◆ Stored data entries ◆
+ + +
use tracing_subscriber::filter::{Directive, EnvFilter, LevelFilter};
use tracing_subscriber::fmt::format;
use tracing_subscriber::fmt::time::FormatTime;
use tracing_subscriber::prelude::*;

/// Environment variable that overrides the default log level
pub const LOG_ENV_VAR: &str = "TOOLCYCLE_LOG";

/// Custom logger initialization to exclude timestamps but keep colors.
/// This provides cleaner logs by removing the timestamp prefix.
///
/// Use TOOLCYCLE_LOG=info or TOOLCYCLE_LOG=debug to increase verbosity.
/// Example: TOOLCYCLE_LOG=debug cargo run
pub fn init_custom_logger() {
    // Empty time formatter that doesn't print anything
    struct EmptyTime;
    impl FormatTime for EmptyTime {
        fn format_time(
            &self,
            _: &mut tracing_subscriber::fmt::format::Writer<'_>,
        ) -> std::fmt::Result {
            Ok(())
        }
    }

    let default_level =
        std::env::var(LOG_ENV_VAR).unwrap_or_else(|_| "warn".to_string());

    let format = format()
        .with_timer(EmptyTime)
        .with_level(true)
        .with_target(true)
        .with_ansi(true);

    let filter = log_filter(&default_level);

    // `log` records from the core modules reach tracing through tracing-log
    if let Err(e) = tracing_subscriber::registry()
        .with(tracing_subscriber::fmt::layer().event_format(format).with_filter(filter))
        .try_init()
    {
        eprintln!("Logger already initialized: {e}");
    }
}

/// Build the filter: the requested default level with the render backends
/// kept quiet
fn log_filter(default_level: &str) -> EnvFilter {
    let default: Directive = default_level.parse().unwrap_or_else(|_| {
        eprintln!("Invalid {LOG_ENV_VAR} value '{default_level}', using warn");
        LevelFilter::WARN.into()
    });

    let mut directives = vec!["wgpu_core=error", "wgpu_hal=error", "bevy_render=error"];
    // Keep this crate's startup messages unless something more verbose was asked for
    if matches!(default.to_string().as_str(), "warn" | "error" | "off") {
        directives.push("toolcycle=info");
    }

    directives
        .into_iter()
        .filter_map(|d| d.parse::<Directive>().ok())
        .fold(
            EnvFilter::from_default_env().add_directive(default),
            EnvFilter::add_directive,
        )
}

#[cfg(test)]
mod tests {
    use super::*;

    #[test]
    fn invalid_level_falls_back_to_warn() {
        let filter = log_filter("toolcycle=deafening");
        assert!(filter.to_string().contains("warn"));
    }

    #[test]
    fn crate_is_logged_at_info_by_default() {
        assert!(log_filter("error").to_string().contains("toolcycle=info"));
        assert!(!log_filter("debug").to_string().contains("toolcycle=info"));
    }
}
+ + +
◆ GOAL OF THE EXERCISE ◆
Each line of the entries that contains the word "parse" should be listed.

◆ SOLUTION TO THE PROBLEM ◆
    let default: Directive = default_level.parse().unwrap_or_else(|_| {
        .filter_map(|d| d.parse::<Directive>().ok())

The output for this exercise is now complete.